//! 调度事件
//!
//! 队列中的条目：执行时间 + 优先级 + 序列号 + 事件对象。
//! 同一时间戳先执行紧急事件，同一优先级内按调度顺序（FIFO）执行。

use super::event::Event;
use super::time::SimTime;
use std::cmp::Ordering;
use std::fmt;

/// 同一时间戳内的执行优先级
#[derive(Debug, Clone, Copy, PartialEq, Eq, PartialOrd, Ord, Hash)]
pub enum Priority {
    /// 排在该时刻所有普通事件之前（新进程的第一步）
    Urgent,
    Normal,
}

/// 调度事件，包含执行时间、优先级、序列号和事件对象。
pub struct ScheduledEvent {
    pub(crate) at: SimTime,
    pub(crate) priority: Priority,
    pub(crate) seq: u64,
    pub(crate) ev: Box<dyn Event>,
}

impl ScheduledEvent {
    fn key(&self) -> (SimTime, Priority, u64) {
        (self.at, self.priority, self.seq)
    }
}

impl fmt::Debug for ScheduledEvent {
    fn fmt(&self, f: &mut fmt::Formatter<'_>) -> fmt::Result {
        f.debug_struct("ScheduledEvent")
            .field("at", &self.at)
            .field("priority", &self.priority)
            .field("seq", &self.seq)
            .finish_non_exhaustive()
    }
}

// BinaryHeap 是 max-heap：(时间, 优先级, 序列号) 越小越先执行，因此比较方向取反。
impl Ord for ScheduledEvent {
    fn cmp(&self, other: &Self) -> Ordering {
        other.key().cmp(&self.key())
    }
}

impl PartialOrd for ScheduledEvent {
    fn partial_cmp(&self, other: &Self) -> Option<Ordering> {
        Some(self.cmp(other))
    }
}

impl PartialEq for ScheduledEvent {
    fn eq(&self, other: &Self) -> bool {
        self.key() == other.key()
    }
}

impl Eq for ScheduledEvent {}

PROBLEM STATEMENT: Write the data out in full, matching every line exactly.

EXERCISE RESPONSE:
//! 调度事件
//!
//! 队列中的条目：执行时间 + 优先级 + 序列号 + 事件对象。
//! 同一时间戳先执行紧急事件，同一优先级内按调度顺序（FIFO）执行。

use super::event::Event;
use super::time::SimTime;
use std::cmp::Ordering;
use std::fmt;

/// 同一时间戳内的执行优先级
#[derive(Debug, Clone, Copy, PartialEq, Eq, PartialOrd, Ord, Hash)]
pub enum Priority {
    /// 排在该时刻所有普通事件之前（新进程的第一步）
    Urgent,
    Normal,
}

/// 调度事件，包含执行时间、优先级、序列号和事件对象。
pub struct ScheduledEvent {
    pub(crate) at: SimTime,
    pub(crate) priority: Priority,
    pub(crate) seq: u64,
    pub(crate) ev: Box<dyn Event>,
}

impl ScheduledEvent {
    fn key(&self) -> (SimTime, Priority, u64) {
        (self.at, self.priority, self.seq)
    }
}

impl fmt::Debug for ScheduledEvent {
    fn fmt(&self, f: &mut fmt::Formatter<'_>) -> fmt::Result {
        f.debug_struct("ScheduledEvent")
            .field("at", &self.at)
            .field("priority", &self.priority)
            .field("seq", &self.seq)
            .finish_non_exhaustive()
    }
}

// BinaryHeap 是 max-heap：(时间, 优先级, 序列号) 越小越先执行，因此比较方向取反。
impl Ord for ScheduledEvent {
    fn cmp(&self, other: &Self) -> Ordering {
        other.key().cmp(&self.key())
    }
}

impl PartialOrd for ScheduledEvent {
    fn partial_cmp(&self, other: &Self) -> Option<Ordering> {
        Some(self.cmp(other))
    }
}

impl PartialEq for ScheduledEvent {
    fn eq(&self, other: &Self) -> bool {
        self.key() == other.key()
    }
}

impl Eq for ScheduledEvent {}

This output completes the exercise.